Engajado durante muito tempo na crítica a uma forma de produção de conhecimentos despreocupada com a saúde e o meio ambiente, Andrioli (na foto) é um dos organizadores do livro As Sementes do Mal (Editora Expressão Popular). Nos últimos anos, colocou no foco da sua pesquisa o fortalecimento no Brasil da agroecologia. Por isso, dedica-se hoje à construção de propostas viáveis para a produção de alimentos saudáveis – o que, evidentemente, não dispensa a crítica.
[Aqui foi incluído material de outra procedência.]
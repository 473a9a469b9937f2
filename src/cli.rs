//! Command-line parsing. Every flag can also come from the environment (or a
//! `.env` file loaded before parsing).

use chrono::NaiveDate;
use clap::Parser;
use std::path::PathBuf;

#[derive(Debug, Parser, Clone)]
#[command(
    name = "pickup-report",
    version,
    about = "Build the 7-day pickup report from the latest snapshot"
)]
pub struct Cli {
    /// Directory holding the daily snapshot files (*.csv, *.txt).
    #[arg(long, env = "SNAPSHOT_DIR", default_value = "csv_downloads")]
    pub snapshot_dir: PathBuf,

    /// Report date (YYYY-MM-DD). Defaults to the date in the current file's name.
    #[arg(long, env = "REPORT_DATE")]
    pub report_date: Option<NaiveDate>,

    /// Directory of archived .eml messages to restore missing snapshots from.
    #[arg(long, env = "ARCHIVE_DIR")]
    pub archive_dir: Option<PathBuf>,

    /// Base URL of an HTTP archive service.
    #[arg(long, env = "ARCHIVE_URL")]
    pub archive_url: Option<String>,

    /// Bearer token for the HTTP archive service.
    #[arg(long, env = "ARCHIVE_TOKEN", hide_env_values = true)]
    pub archive_token: Option<String>,

    /// Connect/read timeout for the HTTP archive, in seconds.
    #[arg(long, env = "ARCHIVE_TIMEOUT_SECS", default_value_t = 30)]
    pub archive_timeout_secs: u64,

    /// Never consult the archive, even if one is configured.
    #[arg(long)]
    pub no_remote: bool,

    /// Mailbox the bot sends from; archive copies are addressed here.
    #[arg(long, env = "EMAIL_USER")]
    pub email_user: Option<String>,

    /// Report recipient. Defaults to EMAIL_USER.
    #[arg(long, env = "EMAIL_TO")]
    pub email_to: Option<String>,

    #[arg(long, env = "SENDER_NAME", default_value = "Pickup Report Bot")]
    pub sender_name: String,

    #[arg(long, env = "REPORT_TITLE", default_value = "7-Day Pickup Report")]
    pub title: String,

    /// Write the HTML report to this file.
    #[arg(long, value_name = "FILE")]
    pub html_out: Option<PathBuf>,

    /// Write a JSON summary of the run to this file.
    #[arg(long, value_name = "FILE")]
    pub json_out: Option<PathBuf>,

    /// Write the report and archive messages as .eml files into this directory.
    #[arg(long, env = "OUTBOX_DIR", value_name = "DIR")]
    pub outbox: Option<PathBuf>,

    /// Print the report table to stdout (default when no other output is chosen).
    #[arg(long)]
    pub print: bool,

    /// Debug-level logging.
    #[arg(short, long)]
    pub verbose: bool,
}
“Para produzir de forma agroecológica é necessário superar a forma mecanicista, reducionista e positivista de interpretar a natureza. Estou empenhado na construção de conhecimento que esteja mais coerente com os novos rumos que a agricultura mundial terá que tomar se quisermos ter uma chance de vida futura para a humanidade.”
Na sua concepção, as universidades e institutos públicos de pesquisa terão grande papel nesse novo contexto, tendencialmente mais favorável à agroecologia no Brasil, para que o controle do conhecimento esteja vinculado às organizações dos agricultores e consumidores.
Como todas as grandes transformações são produzidas a partir das contradições da realidade, ele acredita que é somente a mobilização social e política em defesa da saúde que motivará essa mudança. E isso demanda a ação coletiva em torno de uma mesma necessidade – de se alimentar de uma forma mais saudável.
“Acredito que com a mobilização pelo direito constitucional à saúde, no qual está incluída a qualidade de vida, teremos novas possibilidades de construir uma outra forma de produzir alimentos. O direito humano à alimentação e a um meio ambiente saudável também é do agricultor e da agricultora que estão produzindo em condições insalubres e insustentáveis.”
Nesse sentido, o desafio é construir conhecimento em favor da natureza, aliando descobertas científicas com o conhecimento tradicional das comunidades rurais que há muito produzem alimentos sem usar uma gota de veneno. Por outro lado, já foram dados os primeiros passos por muitos agricultores que praticam a agroecologia e a agrofloresta. Produtores rurais, que para Andrioli precisam ser reconhecidos pelos governos e a sociedade, remunerados adequadamente pelos serviços ambientais que prestam ao bem comum. “É o caso da preservação das águas, da vida e do trabalho no campo. Que Brasil será esse? O Brasil do futuro, com mais vida e uma vida melhor.”